According to the Metro West Daily News, LP Massachusetts state chair Jeff Lyons said, “The Libertarian Party has always asserted that consenting adults should be able to exchange whatever goods and services they wish, so long as both parties willingly agree to the terms. It should be pointed out that had Robert Kraft been in Nevada, this would have been a legal activity.”

That's almost true.

Whether it would have been legal or not depends entirely on its geography. State law dictates brothels can only exist in counties with fewer than 700,000 residents.

Currently, there are brothels in only 7 of Nevada's 16 counties. It's plain outlawed in 4 of the rural counties.

In 3 of the rural counties it's legal, but no brothels are active there, likely due to restrictive state and county licensing laws.

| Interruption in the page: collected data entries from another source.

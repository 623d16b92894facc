//! External collaborators: price sources and notification sinks.

pub mod binance;
pub mod market_data;
pub mod notifier;

pub use binance::BinanceRestClient;
pub use market_data::PriceSampler;
pub use notifier::{LogNotifier, NotificationSink, WebhookNotifier};
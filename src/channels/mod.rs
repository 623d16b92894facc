//! Keyword forwarding for broadcast channel messages.

pub mod router;

pub use router::{render_content, ChannelHandler, ChannelRouter, KeywordForwarder, RouteOutcome};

Finally, prostitution is completely illegal in Clark and Washoe counties, where Las Vegas and Reno are located. Because of the heavy restrictions on legal prostitution in Nevada, there are only 21 brothels in the whole state.

All of these legal brothels are in rural counties, and the artificially imposed scarcity makes it so that actually getting sexual services at one of these brothels costs thousands of dollars. Slots for workers are limited and so most men and women who would voluntarily want to begin working quickly as sex workers can't do so, because there's no brothel that has room for them. Plus, each sex worker has to be individually licensed by the state, so there's another delay and a barrier to entry.

Maybe the high rollers can afford to pay thousands for sex, but extremely few tourists actually go to where these places are. Las Vegas is a party town whose selling point specifically is misbehavior and promiscuity. Who would drive two hours or more away from the glitz and glamour of Las Vegas and into the part of Nevada that looks like Death Valley???

And again, it's nice that the high rollers can afford it, but the cost of a wild night at a legal brothel is equal to or greater than the average tourist's entire budget for a 3-day weekend in Las Vegas. There's really no point in legalization if those barriers exist in the market.

Next, the current laws don't work except to create a greater demand for these services in Las Vegas. There are thousands of independent sex workers and enslaved sex workers operating inside Reno and Las Vegas at any given time. They go where the money is. This wisdom was gleaned when I was once having a conversation with a former drug dealer, right as cannabis was legalizing. This individual had also previously worked as a sex worker and made the point: would you drive two hours one way to the only legal dispensary around, when there's an illegal drug dealer right down the street who's ready for you and will give you a good competitive price?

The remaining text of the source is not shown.